Jessica was a brilliant child. At 14½, she graduated from high school. At 15, she was enrolled at the University of Akron. When she applied for jobs, employers hired her, even though the positions were more appropriate for someone much older. She was breezing through life.
“She had the world wrapped around her little finger,” explained Alane, who confessed that because she was an executive for a large international company, she tried to be her daughter’s pal to compensate for the time she spent working.
But when Alane suspected her teenage daughter was abusing drugs, she resigned her position to keep a closer eye on her. Still, in her early 20s, Jessica discovered methamphetamine.
The man who was her daughter’s meth cook, Alane explained, drove Jessica from Akron to a vacant apartment in Pennsylvania where he set up a very primitive meth lab. In February 2010, he abandoned her there, taking her car, phone and clothes. During one of those history-breaking snowstorms, Jessica headed outdoors.
“She was found wandering around Pennsylvania in her pink pajamas trying to find someone to let her use a phone. She went into a jewelry store and asked to use their phone,” the mother explained.
Overhearing Jessica’s conversation, the owner suspected the young woman was in some kind of trouble and phoned the police.
Officers followed Jessica back to the vacant apartment, where they found the lab. As she was being arrested, the malnourished Jessica fell down some stairs and was taken to the hospital. There, they discovered that the young woman had, over some period of time, sustained beatings that caused broken bones to her face and ribs, and even a stab wound.
So why hadn’t she left?
“You don’t leave your cook when you’re hooked on meth,” offered Alane. “And our door was locked … she had nowhere to go. I’m not sure she would have come, but we still needed her to know that the door was open.”
When the hospital released her, a police officer who sympathized with Jessica decided not to handcuff her.

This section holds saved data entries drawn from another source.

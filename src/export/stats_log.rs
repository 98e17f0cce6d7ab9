//! Periodic per-session transport statistics

use std::io::{self, BufWriter, Write};

use crate::session::SessionMeta;
use crate::types::StreamStats;

pub fn format_row(
    session: &SessionMeta,
    report_count: u32,
    timestamp: u64,
    stats: &StreamStats,
) -> String {
    let key = &session.key;
    let flow = &key.five_tuple;
    format!(
        "{},{},{},{},{},{},{},{},{},{},{},{},{},{},{},{},{}",
        timestamp,
        report_count,
        key.ssrc,
        key.media_type.as_char(),
        key.stream_type.as_char(),
        flow.src,
        flow.src_port,
        flow.dst,
        flow.dst_port,
        stats.total_pkts,
        stats.total_bytes,
        stats.lost_pkts,
        stats.duplicate_pkts,
        stats.out_of_order_pkts,
        stats.total_frames,
        stats.mean_frame_size(),
        stats.mean_jitter(),
    )
}

pub struct StatsLogWriter<W: Write> {
    out: BufWriter<W>,
}

impl<W: Write> StatsLogWriter<W> {
    pub fn new(writer: W) -> Self {
        Self { out: BufWriter::new(writer) }
    }

    pub fn write(
        &mut self,
        session: &SessionMeta,
        report_count: u32,
        timestamp: u64,
        stats: &StreamStats,
    ) -> io::Result<()> {
        writeln!(self.out, "{}", format_row(session, report_count, timestamp, stats))
    }

    pub fn flush(&mut self) -> io::Result<()> {
        self.out.flush()
    }
}

#[cfg(test)]
mod tests {
    use super::*;
    use crate::test_utils::video_session;

    #[test]
    fn row_layout() {
        let stats = StreamStats {
            total_pkts: 10,
            total_bytes: 9000,
            lost_pkts: 1,
            total_frames: 3,
            total_frame_bytes: 9000,
            ..Default::default()
        };
        let row = format_row(&video_session(77), 2, 1_700_000_001, &stats);
        assert_eq!(row, "1700000001,2,77,v,m,10.0.0.1,8801,10.0.0.2,50000,10,9000,1,0,0,3,3000,0");
    }
}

And as they walked toward the cruiser, Jessica ran away, across the parking lot.
Looking over a barrier and back again at the officer who was in pursuit, she slipped over the wall. Though the area appeared as if it had a gradual decline, it was much steeper, and Jessica fell 35 feet to the ground. Four hours later, she took her last breath.
While the meth wasn’t the direct cause of death, Alane said the events that Jessica’s cook set in motion led to it.
The 39-year-old man whom Alane identified as Jessica’s cook did not face charges in the young woman’s death. Still, he is serving a 12-year sentence for the illegal manufacturing of drugs.
There’s a delicate balance between enabling a troubled soul and keeping communication open. And though I reminded Alane that she did what was right at the time, she flinched — explaining that she and Randy are tortured for having kept their distance from Jessica, whose daughter, Claire, is now 10.
“You have to almost make yourself numb because you can’t bear the torment. And so you have to close it off and shut it out because the torment never leaves,” she said. “I have a … little girl to raise. When you are given a different chance, you do things differently. This one is much more sheltered. This one will not have the freedoms that Jessica did. This one is not given the things that Jessica was given.”
Again, the message: Don’t be your child’s buddy.
“I will never be Claire’s friend,” promised Alane. “I will always be Grandma who will always, always, be there guiding her.”